Paul shook his head. “My sister plays soccer. I like action figures. I’m going to be an artist like my mother when I grow up.”
Tom smothered a sigh of relief, closed his eyes again and tried to pretend he was somewhere else. Somewhere nice and quiet where there were no soccer balls to dodge and no need for ice cubes to cool his overheated, aching body. And no children.
He must have fallen asleep for a few minutes, because the last thing he remembered was Lili leaning over him. The spaghetti straps holding up her body-hugging sundress drooped over creamy shoulders. In the hollow between her breasts, a single gold chain nestled, and wisps of blond hair fell over her forehead and tickled his nose.
The next time he opened his eyes, Lili was sitting cross-legged at his side and eating an ice cream cone. A few feet away, Paul was on his hands and knees investigating a gopher hole. To Tom’s amusement, the gopher turned out to be as curious about Paul as Paul was about him, and they almost bumped noses. Tom wasn’t sure who was the more surprised, the gopher or Paul.
Tom found himself laughing. By his side, Lili laughed, too. Judging from her loving glance, it was obvious she felt that children were a joy and a blessing, not a nuisance.
Tom realized that to strangers passing by, they must look like a normal family enjoying a picnic in the park.
Lili’s twins were cute, and he had a feeling that all it would take was a few more moments like this to make him forget Sullivan’s Rules calling for caution in male-female relationships.

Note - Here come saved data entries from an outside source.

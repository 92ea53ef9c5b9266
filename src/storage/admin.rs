//! Administrative ad-hoc queries.

use rusqlite::types::ValueRef;
use rusqlite::{Connection, Statement};
use serde_json::{Map, Value};

use crate::core::error::{AppError, AppResult};

/// Runs a single read-only SQL statement and renders the rows as pretty JSON.
///
/// Returns `Ok(None)` when the statement produced no rows. Statements that
/// would modify the database are rejected, and so are statements without a
/// result set: SQLite reports `BEGIN`, `SAVEPOINT`, `ATTACH` and `DETACH` as
/// read-only although they change the connection's state.
pub fn run_query(conn: &Connection, sql: &str) -> AppResult<Option<String>> {
    let mut stmt = conn.prepare(sql)?;
    if !stmt.readonly() {
        return Err(AppError::Validation("only read-only statements are allowed".to_string()));
    }
    if stmt.column_count() == 0 {
        return Err(AppError::Validation("only statements returning rows are allowed".to_string()));
    }

    let result = collect_rows(&mut stmt);
    drop(stmt);

    // The connection goes back to the pool, it must not keep a transaction open.
    if !conn.is_autocommit() {
        conn.execute_batch("ROLLBACK")?;
        return Err(AppError::Validation("statement left a transaction open".to_string()));
    }
    result
}

fn collect_rows(stmt: &mut Statement<'_>) -> AppResult<Option<String>> {
    let columns: Vec<String> = stmt.column_names().into_iter().map(str::to_string).collect();
    let mut rows = stmt.query([])?;
    let mut out = Vec::new();

    while let Some(row) = rows.next()? {
        let mut object = Map::with_capacity(columns.len());
        for (idx, name) in columns.iter().enumerate() {
            object.insert(name.clone(), json_value(row.get_ref(idx)?));
        }
        out.push(Value::Object(object));
    }

    if out.is_empty() {
        return Ok(None);
    }
    Ok(Some(serde_json::to_string_pretty(&out)?))
}

fn json_value(value: ValueRef<'_>) -> Value {
    match value {
        ValueRef::Null => Value::Null,
        ValueRef::Integer(i) => Value::from(i),
        ValueRef::Real(f) => Value::from(f),
        ValueRef::Text(bytes) => Value::String(String::from_utf8_lossy(bytes).into_owned()),
        ValueRef::Blob(bytes) => Value::String(format!("<{} bytes>", bytes.len())),
    }
}

#[cfg(test)]
mod tests {
    use super::*;
    use crate::storage::migrations::run_migrations;
    use crate::storage::registry::upsert_hit_at;

    fn setup() -> Connection {
        let mut conn = Connection::open_in_memory().unwrap();
        run_migrations(&mut conn).unwrap();
        conn
    }

    #[test]
    fn test_select_renders_rows() {
        let conn = setup();
        upsert_hit_at(&conn, "76561198287455504", "mrmarblet", "2024-01-01 00:00:00").unwrap();

        let out = run_query(&conn, "SELECT steam_id, hit_count FROM steam").unwrap().unwrap();
        let parsed: Value = serde_json::from_str(&out).unwrap();

        assert_eq!(
            parsed,
            serde_json::json!([{"steam_id": "76561198287455504", "hit_count": 1}])
        );
    }

    #[test]
    fn test_empty_result_is_none() {
        let conn = setup();
        assert!(run_query(&conn, "SELECT * FROM cache").unwrap().is_none());
    }

    #[test]
    fn test_writes_are_rejected() {
        let conn = setup();
        let err = run_query(&conn, "DELETE FROM cache").unwrap_err();
        assert!(matches!(err, AppError::Validation(_)));
    }

    #[test]
    fn test_transaction_control_is_rejected() {
        let conn = setup();

        for sql in ["BEGIN", "BEGIN IMMEDIATE", "SAVEPOINT sp"] {
            let err = run_query(&conn, sql).unwrap_err();
            assert!(matches!(err, AppError::Validation(_)), "{} was accepted", sql);
            assert!(conn.is_autocommit(), "{} left a transaction open", sql);
        }
    }

    #[test]
    fn test_attach_is_rejected_without_creating_files() {
        let conn = setup();
        let dir = tempfile::tempdir().unwrap();
        let target = dir.path().join("new.db");

        let sql = format!("ATTACH DATABASE '{}' AS x", target.display());
        assert!(matches!(run_query(&conn, &sql).unwrap_err(), AppError::Validation(_)));
        assert!(matches!(
            run_query(&conn, "DETACH DATABASE main").unwrap_err(),
            AppError::Validation(_) | AppError::Database(_)
        ));
        assert!(!target.exists());
    }

    #[test]
    fn test_invalid_sql_is_an_error() {
        let conn = setup();
        assert!(matches!(
            run_query(&conn, "SELEKT nothing").unwrap_err(),
            AppError::Database(_)
        ));
    }
}
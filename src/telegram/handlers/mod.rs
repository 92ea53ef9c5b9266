//! Telegram bot handler tree configuration
//!
//! This module provides the main dispatcher schema for the Telegram bot.
//! The handlers are organized in a testable way, allowing integration tests
//! to use the same handler tree as production code.

mod schema;
mod types;

pub use schema::schema;
pub use types::{chat_type, log_entry_from_message, log_message, user_id, HandlerDeps, HandlerError};
//! Append-only audit trail of inbound messages (`log` table).

use chrono::{DateTime, Utc};
use rusqlite::{params, Connection};

use crate::core::error::AppResult;
use crate::storage::db::{get_connection, DbPool};

/// One inbound message as seen by the bot.
#[derive(Debug, Clone, PartialEq)]
pub struct InteractionLogEntry {
    pub user_id: Option<i64>,
    pub username: Option<String>,
    pub first_name: Option<String>,
    pub last_name: Option<String>,
    pub language_code: Option<String>,
    pub text: Option<String>,
    pub chat_id: i64,
    pub chat_type: String,
    pub message_id: i32,
    pub timestamp: DateTime<Utc>,
}

/// Inserts `entry`. No validation beyond what the schema enforces.
pub fn append(conn: &Connection, entry: &InteractionLogEntry) -> AppResult<()> {
    conn.execute(
        "INSERT INTO log (user_id, username, first_name, last_name, language_code, text, chat_id, chat_type, message_id, created_at)
         VALUES (?1, ?2, ?3, ?4, ?5, ?6, ?7, ?8, ?9, ?10)",
        params![
            entry.user_id,
            entry.username,
            entry.first_name,
            entry.last_name,
            entry.language_code,
            entry.text,
            entry.chat_id,
            entry.chat_type,
            entry.message_id,
            entry.timestamp.format("%Y-%m-%d %H:%M:%S").to_string(),
        ],
    )?;
    Ok(())
}

/// Best-effort [`append`] through the pool.
///
/// Failures are logged and swallowed; the caller's request must not fail
/// because the audit trail could not be written.
pub fn record(pool: &DbPool, entry: &InteractionLogEntry) {
    let result = get_connection(pool)
        .map_err(Into::into)
        .and_then(|conn| append(&conn, entry));

    if let Err(e) = result {
        log::warn!(
            "Failed to log message {} from chat {}: {}",
            entry.message_id,
            entry.chat_id,
            e
        );
    }
}
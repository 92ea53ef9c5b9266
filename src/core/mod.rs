//! Core utilities, configuration, and common functionality

pub mod config;
pub mod error;
pub mod logging;
pub mod utils;

// Re-exports for convenience
pub use config::Config;
pub use error::{AppError, AppResult, ConfigError};
pub use logging::init_logger;
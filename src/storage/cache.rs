//! TTL cache persisted in the `cache` table.
//!
//! Payloads are arbitrary JSON values keyed by a namespaced string such as
//! `steamdb:<steam_id>`. A row is live while `expires_at > now`; reads filter
//! on that predicate, so an expired row is never returned even if the
//! background sweep has not deleted it yet. [`clear_expired`] only reclaims space.

use std::time::Duration;

use rusqlite::{params, Connection, OptionalExtension};
use serde_json::Value;

use crate::core::error::AppResult;
use crate::core::utils::unix_now;

/// Namespace for SteamDB enrichment payloads.
pub const STEAMDB_NAMESPACE: &str = "steamdb";

/// Builds a namespaced cache key, e.g. `steamdb:76561197960287930`.
pub fn cache_key(namespace: &str, id: &str) -> String {
    format!("{}:{}", namespace, id)
}

/// Returns the payload stored under `key` if it exists and has not expired.
pub fn get(conn: &Connection, key: &str) -> AppResult<Option<Value>> {
    get_at(conn, key, unix_now())
}

/// [`get`] with an explicit clock, in unix seconds.
pub fn get_at(conn: &Connection, key: &str, now: i64) -> AppResult<Option<Value>> {
    let raw: Option<String> = conn
        .query_row(
            "SELECT payload FROM cache WHERE key = ?1 AND expires_at > ?2",
            params![key, now],
            |row| row.get(0),
        )
        .optional()?;

    match raw {
        Some(raw) => Ok(Some(serde_json::from_str(&raw)?)),
        None => Ok(None),
    }
}

/// Stores `payload` under `key`, replacing any previous payload and resetting
/// the expiry to `now + ttl`.
pub fn put(conn: &Connection, key: &str, payload: &Value, ttl: Duration) -> AppResult<()> {
    put_at(conn, key, payload, ttl, unix_now())
}

/// [`put`] with an explicit clock, in unix seconds.
pub fn put_at(conn: &Connection, key: &str, payload: &Value, ttl: Duration, now: i64) -> AppResult<()> {
    let ttl_secs = i64::try_from(ttl.as_secs()).unwrap_or(i64::MAX);
    let expires_at = now.saturating_add(ttl_secs);
    let raw = serde_json::to_string(payload)?;

    conn.execute(
        "INSERT INTO cache (key, payload, expires_at) VALUES (?1, ?2, ?3)
         ON CONFLICT(key) DO UPDATE SET payload = excluded.payload, expires_at = excluded.expires_at",
        params![key, raw, expires_at],
    )?;
    log::debug!("Cached {} until {}", key, expires_at);
    Ok(())
}

/// Deletes every row whose expiry has passed. Returns the number of rows removed.
pub fn clear_expired(conn: &Connection) -> AppResult<usize> {
    clear_expired_at(conn, unix_now())
}

/// [`clear_expired`] with an explicit clock, in unix seconds.
pub fn clear_expired_at(conn: &Connection, now: i64) -> AppResult<usize> {
    let removed = conn.execute("DELETE FROM cache WHERE expires_at <= ?1", params![now])?;
    if removed > 0 {
        log::debug!("Cleaned up {} expired cache entries", removed);
    }
    Ok(removed)
}

/// Deletes every cache row. Returns the number of rows removed.
pub fn clear_all(conn: &Connection) -> AppResult<usize> {
    let removed = conn.execute("DELETE FROM cache", [])?;
    log::info!("Cache cleared ({} entries)", removed);
    Ok(removed)
}

#[cfg(test)]
mod tests {
    use super::*;
    use crate::storage::migrations::run_migrations;
    use pretty_assertions::assert_eq;
    use serde_json::json;

    const NOW: i64 = 1_700_000_000;
    const HOUR: Duration = Duration::from_secs(3600);

    fn setup() -> Connection {
        let mut conn = Connection::open_in_memory().unwrap();
        run_migrations(&mut conn).unwrap();
        conn
    }

    fn row_count(conn: &Connection) -> i64 {
        conn.query_row("SELECT COUNT(*) FROM cache", [], |row| row.get(0)).unwrap()
    }

    #[test]
    fn test_cache_key_format() {
        assert_eq!(cache_key(STEAMDB_NAMESPACE, "76561198287455504"), "steamdb:76561198287455504");
    }

    #[test]
    fn test_get_on_empty_cache() {
        let conn = setup();
        assert!(get_at(&conn, "steamdb:1", NOW).unwrap().is_none());
    }

    #[test]
    fn test_put_then_get_returns_exact_payload() {
        let conn = setup();
        let payload = json!({"display_name": "Robin", "games": "1,024", "nested": {"hours": [1, 2, 3]}});

        put_at(&conn, "steamdb:1", &payload, HOUR, NOW).unwrap();

        assert_eq!(get_at(&conn, "steamdb:1", NOW).unwrap(), Some(payload.clone()));
        assert_eq!(get_at(&conn, "steamdb:1", NOW + 3599).unwrap(), Some(payload));
    }

    #[test]
    fn test_get_after_ttl_is_absent_without_sweep() {
        let conn = setup();
        put_at(&conn, "steamdb:1", &json!({"a": 1}), HOUR, NOW).unwrap();

        assert!(get_at(&conn, "steamdb:1", NOW + 3600).unwrap().is_none());
        assert!(get_at(&conn, "steamdb:1", NOW + 10_000).unwrap().is_none());
        // the row is still physically present until a sweep runs
        assert_eq!(row_count(&conn), 1);
    }

    #[test]
    fn test_put_overwrites_payload_and_resets_expiry() {
        let conn = setup();
        put_at(&conn, "steamdb:1", &json!({"v": 1}), HOUR, NOW).unwrap();
        put_at(&conn, "steamdb:1", &json!({"v": 2}), HOUR, NOW + 3000).unwrap();

        assert_eq!(row_count(&conn), 1);
        assert_eq!(get_at(&conn, "steamdb:1", NOW + 5000).unwrap(), Some(json!({"v": 2})));
        assert!(get_at(&conn, "steamdb:1", NOW + 6600).unwrap().is_none());
    }

    #[test]
    fn test_put_revives_expired_row() {
        let conn = setup();
        put_at(&conn, "steamdb:1", &json!({"v": 1}), HOUR, NOW).unwrap();
        put_at(&conn, "steamdb:1", &json!({"v": 2}), HOUR, NOW + 7200).unwrap();

        assert_eq!(get_at(&conn, "steamdb:1", NOW + 7201).unwrap(), Some(json!({"v": 2})));
    }

    #[test]
    fn test_clear_expired_removes_only_expired_rows() {
        let conn = setup();
        put_at(&conn, "steamdb:old", &json!("old"), Duration::from_secs(10), NOW).unwrap();
        put_at(&conn, "steamdb:new", &json!("new"), HOUR, NOW).unwrap();

        let removed = clear_expired_at(&conn, NOW + 60).unwrap();

        assert_eq!(removed, 1);
        assert_eq!(row_count(&conn), 1);
        assert_eq!(get_at(&conn, "steamdb:new", NOW + 60).unwrap(), Some(json!("new")));
    }

    #[test]
    fn test_clear_expired_is_idempotent() {
        let conn = setup();
        put_at(&conn, "steamdb:old", &json!("old"), Duration::from_secs(10), NOW).unwrap();

        assert_eq!(clear_expired_at(&conn, NOW + 60).unwrap(), 1);
        assert_eq!(clear_expired_at(&conn, NOW + 60).unwrap(), 0);
    }

    #[test]
    fn test_clear_all() {
        let conn = setup();
        put_at(&conn, "steamdb:1", &json!(1), HOUR, NOW).unwrap();
        put_at(&conn, "steamdb:2", &json!(2), HOUR, NOW).unwrap();

        assert_eq!(clear_all(&conn).unwrap(), 2);
        assert!(get_at(&conn, "steamdb:1", NOW).unwrap().is_none());
        assert_eq!(row_count(&conn), 0);
    }

    #[test]
    fn test_wall_clock_round_trip() {
        let conn = setup();
        put(&conn, "steamdb:live", &json!({"ok": true}), HOUR).unwrap();
        assert_eq!(get(&conn, "steamdb:live").unwrap(), Some(json!({"ok": true})));
    }
}
//! Inbound webhook seam: per-platform intake contract and registry.
//!
//! The HTTP layer resolves `/hooks/{platform}` through the
//! [`WebhookRegistry`] and drives the three intake steps -- subscribe
//! challenge, body signature verification, event parsing -- without knowing
//! any platform's wire format.

use std::collections::HashMap;
use std::sync::Arc;

use dashmap::DashMap;
use palaver_core::engine::ResponderError;
use palaver_types::error::PlatformError;
use palaver_types::request::Request;
use tracing::debug;

/// Inbound intake contract every platform binding supplies.
///
/// All methods are synchronous: verification and parsing work on bytes the
/// HTTP layer already holds.
pub trait Webhook: Send + Sync {
    /// Platform name this hook serves (registry key).
    fn platform(&self) -> &str;

    /// Answer a webhook subscription challenge.
    ///
    /// Returns the challenge string to echo back, or an error when the
    /// request does not prove knowledge of the verify token.
    fn subscribe_challenge(
        &self,
        params: &HashMap<String, String>,
    ) -> Result<String, PlatformError>;

    /// Verify the body signature of an event delivery.
    fn verify_signature(
        &self,
        body: &[u8],
        signature: Option<&str>,
    ) -> Result<(), PlatformError>;

    /// Parse a verified event delivery into conversational requests.
    fn parse_events(&self, body: &[u8]) -> Result<Vec<Request>, PlatformError>;
}

/// Registry of webhook intakes, keyed by platform name.
pub struct WebhookRegistry {
    hooks: DashMap<String, Arc<dyn Webhook>>,
}

impl WebhookRegistry {
    /// Create an empty registry.
    pub fn new() -> Self {
        Self {
            hooks: DashMap::new(),
        }
    }

    /// Register a hook under its platform name, replacing any previous one.
    pub fn register(&self, hook: Arc<dyn Webhook>) {
        let name = hook.platform().to_string();
        debug!(platform = %name, "registered webhook intake");
        self.hooks.insert(name, hook);
    }

    /// Look up the hook for a platform name.
    pub fn get(&self, platform: &str) -> Result<Arc<dyn Webhook>, ResponderError> {
        self.hooks
            .get(platform)
            .map(|entry| Arc::clone(entry.value()))
            .ok_or_else(|| ResponderError::NotConfigured {
                platform: platform.to_string(),
            })
    }

    /// Names of all registered platforms.
    pub fn names(&self) -> Vec<String> {
        self.hooks.iter().map(|e| e.key().clone()).collect()
    }
}

impl Default for WebhookRegistry {
    fn default() -> Self {
        Self::new()
    }
}

impl std::fmt::Debug for WebhookRegistry {
    fn fmt(&self, f: &mut std::fmt::Formatter<'_>) -> std::fmt::Result {
        f.debug_struct("WebhookRegistry")
            .field("platforms", &self.hooks.len())
            .finish()
    }
}

// ---------------------------------------------------------------------------
// Tests
// ---------------------------------------------------------------------------
//! Application error type mapping to HTTP status codes and envelope format.

use axum::http::StatusCode;
use axum::response::{IntoResponse, Response};
use serde_json::json;

use palaver_core::engine::ResponderError;
use palaver_types::error::PlatformError;

/// Application-level error that maps to HTTP responses.
#[derive(Debug)]
pub enum AppError {
    /// Responder engine errors.
    Responder(ResponderError),
    /// Platform binding errors.
    Platform(PlatformError),
}

impl From<ResponderError> for AppError {
    fn from(e: ResponderError) -> Self {
        AppError::Responder(e)
    }
}

impl From<PlatformError> for AppError {
    fn from(e: PlatformError) -> Self {
        AppError::Platform(e)
    }
}

impl AppError {
    /// Status code, machine code, and message for this error.
    fn parts(&self) -> (StatusCode, &'static str, String) {
        match self {
            AppError::Responder(ResponderError::NotConfigured { platform }) => (
                StatusCode::NOT_FOUND,
                "PLATFORM_NOT_CONFIGURED",
                format!("No platform binding configured for '{platform}'"),
            ),
            AppError::Responder(e @ ResponderError::Unacceptable { .. }) => (
                StatusCode::INTERNAL_SERVER_ERROR,
                "UNACCEPTABLE_STACK",
                e.to_string(),
            ),
            AppError::Responder(e @ ResponderError::Transmission { .. }) => (
                StatusCode::BAD_GATEWAY,
                "TRANSMISSION_FAILED",
                e.to_string(),
            ),
            AppError::Platform(PlatformError::InvalidSignature)
            | AppError::Platform(PlatformError::VerifyTokenMismatch) => (
                StatusCode::UNAUTHORIZED,
                "WEBHOOK_VERIFICATION_FAILED",
                "Webhook verification failed".to_string(),
            ),
            AppError::Platform(e @ PlatformError::MalformedPayload(_)) => (
                StatusCode::BAD_REQUEST,
                "MALFORMED_PAYLOAD",
                e.to_string(),
            ),
            AppError::Platform(e @ PlatformError::Http { .. })
            | AppError::Platform(e @ PlatformError::Network(_)) => {
                (StatusCode::BAD_GATEWAY, "PLATFORM_ERROR", e.to_string())
            }
            AppError::Platform(e @ PlatformError::Config(_)) => (
                StatusCode::INTERNAL_SERVER_ERROR,
                "CONFIG_ERROR",
                e.to_string(),
            ),
        }
    }
}

impl IntoResponse for AppError {
    fn into_response(self) -> Response {
        let (status, code, message) = self.parts();
        let body = axum::Json(json!({
            "success": false,
            "error": { "code": code, "message": message },
        }));
        (status, body).into_response()
    }
}

// ---------------------------------------------------------------------------
// Tests
// ---------------------------------------------------------------------------

#[cfg(test)]
mod tests {
    use super::*;

    #[test]
    fn not_configured_maps_to_404() {
        let err = AppError::from(ResponderError::NotConfigured {
            platform: "telegram".to_string(),
        });
        let (status, code, message) = err.parts();
        assert_eq!(status, StatusCode::NOT_FOUND);
        assert_eq!(code, "PLATFORM_NOT_CONFIGURED");
        assert!(message.contains("telegram"));
    }

    #[test]
    fn signature_failure_maps_to_401() {
        let err = AppError::from(PlatformError::InvalidSignature);
        let (status, code, _) = err.parts();
        assert_eq!(status, StatusCode::UNAUTHORIZED);
        assert_eq!(code, "WEBHOOK_VERIFICATION_FAILED");
    }

    #[test]
    fn transmission_failure_maps_to_502() {
        let err = AppError::from(ResponderError::Transmission {
            source: PlatformError::Network("down".to_string()),
        });
        let (status, _, message) = err.parts();
        assert_eq!(status, StatusCode::BAD_GATEWAY);
        assert!(message.contains("down"));
    }

    #[test]
    fn malformed_payload_maps_to_400() {
        let err = AppError::from(PlatformError::MalformedPayload("bad json".to_string()));
        let (status, _, _) = err.parts();
        assert_eq!(status, StatusCode::BAD_REQUEST);
    }
}
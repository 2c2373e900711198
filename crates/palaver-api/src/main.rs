//! Palaver webhook server.
//!
//! Loads `palaver.toml`, binds the configured platform intakes, and serves
//! the `/hooks/{platform}` webhook routes.

mod http;
mod state;
mod telemetry;
mod turn;

use std::path::Path;

use crate::http::router::build_router;
use crate::state::AppState;

#[tokio::main]
async fn main() -> anyhow::Result<()> {
    telemetry::init_tracing()?;

    let config = palaver_platforms::config::load_config(Path::new("palaver.toml")).await;
    let state = AppState::from_config(&config);

    tracing::info!(
        bind_addr = %state.bind_addr,
        platforms = ?state.hooks.names(),
        "starting webhook server"
    );

    let listener = tokio::net::TcpListener::bind(&state.bind_addr).await?;
    axum::serve(listener, build_router(state)).await?;

    Ok(())
}
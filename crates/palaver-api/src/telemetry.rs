//! Tracing subscriber initialization.

use tracing_subscriber::EnvFilter;
use tracing_subscriber::layer::SubscriberExt;
use tracing_subscriber::util::SubscriberInitExt;

/// Initialize the global tracing subscriber.
///
/// Installs a structured `fmt` layer with target visibility. Respects
/// `RUST_LOG`; defaults to `info` when unset.
///
/// # Errors
///
/// Returns an error if a global subscriber has already been set.
pub fn init_tracing() -> anyhow::Result<()> {
    let fmt_layer = tracing_subscriber::fmt::layer().with_target(true);
    let env_filter =
        EnvFilter::try_from_default_env().unwrap_or_else(|_| EnvFilter::new("info"));

    tracing_subscriber::registry()
        .with(env_filter)
        .with(fmt_layer)
        .try_init()?;

    Ok(())
}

Maybe the attraction was simply because he was vulnerable.
“Ah, so there you are!” Homer Eldridge beamed as he made his way over the grassy rise. “I lost sight of you for a while, but I knew that if I looked hard enough I’d find you.”
Tom smothered a groan.
Trouble had a way of following him, he mused as he tried to sit up. The picture of Lili, little Paul and him sitting together had apparently been enough to bring a smile to his father’s face. Tom hadn’t seen Homer so happy in years.
Happy was good, Tom thought with compassion as he gazed at his dad. Homer had been in the dumps ever since he’d talked himself into retiring from Today’s World, ostensibly to give Tom the opportunity to make his mark on the magazine. More likely, Tom suspected, his father had wanted to encourage him to settle down—in both his professional and personal life.
“Married with children” had become a broken record.
“Sorry I didn’t get up, Dad.” Tom explained to his father about the errant soccer ball. “I feel a little better now.
“By the way,” he added, remembering he wasn’t alone. “I guess I should introduce you to Lili Soulé. Lili is the magazine’s graphic artist. Lili, this is my dad, Homer Eldridge.”